Do outro lado do corredor, em um minúsculo tribunal longe das câmeras, um homem grisalho em jeans, Aleksey Reznichenko, um engenheiro russo, chorosamente defendeu seu próprio caso em um julgamento muito mais discreto. Ele foi preso depois de tirar fotos de cercas e do estacionamento do lado de fora da torre de controle do aeroporto de Tromsø.

“Foi um pressentimento”, disse Ivar Helsing Schrøen, o gerente de controle aéreo, que ficou desconfiado e chamou a polícia. “Algo estava muito estranho.”

No tribunal, Reznichenko chorou ao falar por meio de um tradutor em russo, dizendo que temia por sua família, de quem ele era o único ganha-pão.

Ele foi encontrado com fotos de um helicóptero militar e do aeroporto próximo de Kirkenes. Ele disse que tirar fotos de aeronaves e aeroportos é um hobby antigo. Mas, de qualquer forma, nenhuma das fotos era ilegal. Em vez disso, Reznichenko foi acusado de pilotar um drone.

Promotores e advogados de defesa dizem que, ao processar esses casos, a Noruega entrou em uma área legal cinzenta que desafia seus valores democráticos.

O caso Mikushin provocou uma disputa entre analistas de segurança e acadêmicos sobre como monitorar e restringir pesquisadores estrangeiros ou colaboração internacional, o que poderia ter um efeito inibidor em pesquisas importantes.

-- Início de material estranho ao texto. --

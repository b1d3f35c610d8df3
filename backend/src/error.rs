use axum::http::StatusCode;
use axum::response::{IntoResponse, Json, Response};
use lingopress_shared::ContentError;
use serde::Serialize;

#[derive(Debug, Serialize)]
pub struct ErrorResponse {
    pub message: String,
    pub code: u16,
}

/// Wrapper mapping pipeline errors onto HTTP statuses. Store failures
/// surface with a generic message; the cause is logged where it occurs.
pub struct ApiError(ContentError);

impl From<ContentError> for ApiError {
    fn from(err: ContentError) -> Self {
        ApiError(err)
    }
}

impl IntoResponse for ApiError {
    fn into_response(self) -> Response {
        let (status, message) = match &self.0 {
            ContentError::Validation(_) | ContentError::Invariant(_) => {
                (StatusCode::BAD_REQUEST, self.0.to_string())
            },
            ContentError::NotFound { .. } => (StatusCode::NOT_FOUND, self.0.to_string()),
            ContentError::Conflict { .. } => (StatusCode::CONFLICT, self.0.to_string()),
            ContentError::Store(_) => {
                (StatusCode::INTERNAL_SERVER_ERROR, "failed to save changes".to_string())
            },
        };
        let body = Json(ErrorResponse {
            message,
            code: status.as_u16(),
        });
        (status, body).into_response()
    }
}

Nos casos dos drones, o Sr. Yakunin e vários outros advogados de defesa argumentaram que sancionar os russos com base na nacionalidade é discriminatório e potencialmente uma violação dos direitos humanos.

“Há uma dúvida se isso é a lei – mas se o texto da lei cobre isso, a lei é um problema”, disse John Christian Elden, o principal advogado de Yakunin.

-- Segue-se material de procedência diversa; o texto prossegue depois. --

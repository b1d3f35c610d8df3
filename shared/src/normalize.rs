//! Field normalizer: fills every gap a submission may legally leave open.
//!
//! `apply_defaults` is pure apart from the timestamp-based slug fallback
//! (only reachable when a submission carries no usable title at all) and
//! is idempotent: running it twice yields the same object as once.

use chrono::Utc;

use crate::model::{ArticleSubmission, Author, Language, StaticPageSubmission};
use crate::slug;

/// Injected when a submission arrives with no images at all.
pub const PLACEHOLDER_IMAGE_URL: &str = "/assets/images/article-placeholder.png";
/// Display title of last resort.
pub const UNTITLED: &str = "Untitled Article";

/// Resolve the display title: explicit title → English translation title →
/// first available translation title (in `availableLanguages` order).
pub fn display_title(sub: &ArticleSubmission) -> Option<String> {
    if let Some(title) = &sub.title {
        if !title.trim().is_empty() {
            return Some(title.trim().to_string());
        }
    }
    if let Some(en) = sub.translations.get(&Language::En) {
        if !en.title.trim().is_empty() {
            return Some(en.title.trim().to_string());
        }
    }
    for lang in &sub.available_languages {
        if let Some(translation) = sub.translations.get(lang) {
            if !translation.title.trim().is_empty() {
                return Some(translation.title.trim().to_string());
            }
        }
    }
    None
}

/// Apply the defaulting rules, in order:
///
/// 1. derive a missing slug from the best available title (timestamp
///    fallback when no title exists anywhere)
/// 2. promote the legacy singular `imageUrl` into `imageUrls`
/// 3. inject one placeholder image when `imageUrls` ends up empty
/// 4. pad `imageDescriptions` to the length of `imageUrls`
/// 5. default blank category/subcategory to "general"/"other"
/// 6. default a missing author to the system author
/// 7. compute the top-level display title
pub fn apply_defaults(mut sub: ArticleSubmission) -> ArticleSubmission {
    // 1. slug
    let needs_slug = sub.slug.as_deref().map_or(true, |s| s.trim().is_empty());
    if needs_slug {
        let derived = display_title(&sub).map(|t| slug::derive(&t)).unwrap_or_default();
        sub.slug = Some(if derived.is_empty() {
            format!("article-{}", Utc::now().timestamp_millis())
        } else {
            derived
        });
    }

    // 2. legacy single-image field
    if sub.image_urls.is_none() {
        if let Some(url) = sub.image_url.take() {
            sub.image_urls = Some(vec![url]);
        }
    }
    sub.image_url = None;

    // 3. placeholder image
    let image_urls = match sub.image_urls.take() {
        Some(urls) if !urls.is_empty() => urls,
        _ => vec![PLACEHOLDER_IMAGE_URL.to_string()],
    };

    // 4. pad descriptions, never truncate
    let title_for_alt = display_title(&sub).unwrap_or_else(|| UNTITLED.to_string());
    let mut descriptions = sub.image_descriptions.take().unwrap_or_default();
    while descriptions.len() < image_urls.len() {
        descriptions.push(format!("Image {} for {}", descriptions.len() + 1, title_for_alt));
    }
    sub.image_urls = Some(image_urls);
    sub.image_descriptions = Some(descriptions);

    // 5. category defaults
    if sub.category.as_deref().map_or(true, |c| c.trim().is_empty()) {
        sub.category = Some("general".to_string());
    }
    if sub.subcategory.as_deref().map_or(true, |c| c.trim().is_empty()) {
        sub.subcategory = Some("other".to_string());
    }

    // 6. author default
    if sub.author.is_none() {
        sub.author = Some(Author::system());
    }

    // 7. display title
    if sub.title.as_deref().map_or(true, |t| t.trim().is_empty()) {
        sub.title = Some(display_title(&sub).unwrap_or_else(|| UNTITLED.to_string()));
    }

    sub
}

/// Static pages share only the slug rule: derive it from the English
/// title, then any translation title, then a timestamp.
pub fn apply_page_defaults(mut sub: StaticPageSubmission) -> StaticPageSubmission {
    let needs_slug = sub.slug.as_deref().map_or(true, |s| s.trim().is_empty());
    if needs_slug {
        let title = sub
            .translations
            .get(&Language::En)
            .map(|t| t.title.clone())
            .or_else(|| sub.translations.values().next().map(|t| t.title.clone()))
            .unwrap_or_default();
        let derived = slug::derive(&title);
        sub.slug = Some(if derived.is_empty() {
            format!("page-{}", Utc::now().timestamp_millis())
        } else {
            derived
        });
    }
    sub
}
//! Slug derivation and validation.
//!
//! Slugs are lowercase alphanumeric runs joined by single hyphens
//! (`my-article-7`). They identify articles, categories and static pages
//! and never change after creation.

/// Check a string against the slug shape `[a-z0-9]+(-[a-z0-9]+)*`.
pub fn is_valid(slug: &str) -> bool {
    if slug.is_empty() {
        return false;
    }
    let mut prev_hyphen = true; // leading hyphen is invalid
    for ch in slug.chars() {
        match ch {
            'a'..='z' | '0'..='9' => prev_hyphen = false,
            '-' if !prev_hyphen => prev_hyphen = true,
            _ => return false,
        }
    }
    !prev_hyphen // trailing hyphen is invalid
}

/// Derive a slug from free-form text: lowercase, every run of
/// non-alphanumeric characters collapsed to one hyphen, leading/trailing
/// hyphens trimmed. Returns an empty string when the input has no
/// alphanumeric characters at all; callers fall back to a generated slug.
pub fn derive(text: &str) -> String {
    let mut out = String::with_capacity(text.len());
    let mut pending_hyphen = false;
    for ch in text.chars() {
        if ch.is_ascii_alphanumeric() {
            if pending_hyphen && !out.is_empty() {
                out.push('-');
            }
            pending_hyphen = false;
            out.push(ch.to_ascii_lowercase());
        } else {
            pending_hyphen = true;
        }
    }
    out
}

#[cfg(test)]
mod tests {
    use super::*;

    #[test]
    fn accepts_well_formed_slugs() {
        for slug in ["a", "hi", "my-article", "a1-b2-c3", "2024"] {
            assert!(is_valid(slug), "{slug} should be valid");
        }
    }

    #[test]
    fn rejects_malformed_slugs() {
        for slug in ["", "-a", "a-", "a--b", "My-Article", "héllo", "a b"] {
            assert!(!is_valid(slug), "{slug} should be invalid");
        }
    }

    #[test]
    fn derivation_collapses_and_trims() {
        assert_eq!(derive("Hi"), "hi");
        assert_eq!(derive("  The  Water Cycle! "), "the-water-cycle");
        assert_eq!(derive("C'est -- la vie"), "c-est-la-vie");
        assert_eq!(derive("!!!"), "");
    }

    #[test]
    fn derivation_is_deterministic_and_valid() {
        let first = derive("Photosynthesis: An Introduction");
        let second = derive("Photosynthesis: An Introduction");
        assert_eq!(first, second);
        assert!(is_valid(&first));
    }
}
//! HTTP surface for the LingoPress content service.
//!
//! Thin axum layer over `lingopress-shared`: routing, query/body
//! extraction, and mapping of pipeline errors onto HTTP statuses.

pub mod error;
pub mod handlers;
pub mod routes;
pub mod state;
//! Document store backed by SQLite.
//!
//! One table per collection (`articles`, `categories`, `static_pages`,
//! `users`); each row is the document key plus the serialized JSON body.
//! Find-one-by-key is the only query shape the pipeline depends on. The
//! handle is injectable (no global connection) and shared via `Arc`; a
//! single async mutex serializes access, which also makes the slug
//! primary key an authoritative uniqueness constraint: a conflicting
//! insert fails at the store even if two callers raced past the
//! pre-write guard.

use std::path::Path;

use anyhow::Context;
use chrono::Utc;
use rusqlite::{params, Connection, OptionalExtension};
use serde::{Deserialize, Serialize};
use thiserror::Error;
use tokio::sync::Mutex;
use uuid::Uuid;

use crate::model::{Article, Category, StaticPage, UserProfile};

#[derive(Debug, Error)]
pub enum StoreError {
    #[error("document not found")]
    NotFound,
    #[error("document already exists")]
    AlreadyExists,
    #[error(transparent)]
    Backend(#[from] anyhow::Error),
}

/// Stored article: generated identifier and creation timestamp plus the
/// normalized fields. `created_at` is stamped once and preserved across
/// replaces.
#[derive(Debug, Clone, PartialEq, Serialize, Deserialize)]
#[serde(rename_all = "camelCase")]
pub struct ArticleRecord {
    pub id: String,
    pub created_at: i64,
    #[serde(flatten)]
    pub article: Article,
}

#[derive(Debug, Clone, PartialEq, Serialize, Deserialize)]
#[serde(rename_all = "camelCase")]
pub struct CategoryRecord {
    pub id: String,
    pub created_at: i64,
    #[serde(flatten)]
    pub category: Category,
}

#[derive(Debug, Clone, PartialEq, Serialize, Deserialize)]
#[serde(rename_all = "camelCase")]
pub struct StaticPageRecord {
    pub id: String,
    pub updated_at: i64,
    #[serde(flatten)]
    pub page: StaticPage,
}

pub struct DocumentStore {
    conn: Mutex<Connection>,
}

O próprio país parece estar em conflito sobre como lidar com a situação. Os juízes dos casos de Yakunin e Reznichenko agora decidiram absolvê-los. Mas os promotores estão apelando de ambos os casos. O Sr. Yakunin estará de volta ao tribunal de Tromsø em janeiro.

“Ainda não estou fora de perigo”, disse ele a jornalistas depois de ser libertado da custódia.

Ola Larsen, advogado de Reznichenko, disse que o PST da Noruega estava sendo extraordinariamente agressivo para defender sua posição.

“A política está desempenhando um papel”, disse ela. “Eles querem fazer uma declaração aos russos.”

O nervosismo com a segurança no Ártico da Noruega era alto antes da invasão da Ucrânia. As fronteiras do norte tinham relações amistosas entre os habitantes locais, que negociavam entre si, mas houve vários casos suspeitos de espionagem, que remontam à Guerra Fria.

Alguns casos de espionagem beiram o cômico. Em 2019, uma baleia beluga encontrada por um pescador norueguês em suas águas árticas foi amplamente especulada como uma “baleia espiã” que escapou das forças armadas da Rússia. A mídia norueguesa o apelidou de “Hvaldimir” – uma junção da palavra norueguesa para baleia e o nome Vladimir.

No entanto, aqueles como o Sr. Schrøen, o gerente de controle do aeroporto, insistir que a cautela é sempre necessária. Verificando as notícias de sua torre, a apenas alguns quilômetros do tribunal, ele não se sentiu culpado por enviar um homem a julgamento.

Os espiões, diz ele, estão definitivamente interessados ​​no Ártico: “Você teria que ser ingênuo para pensar que não.”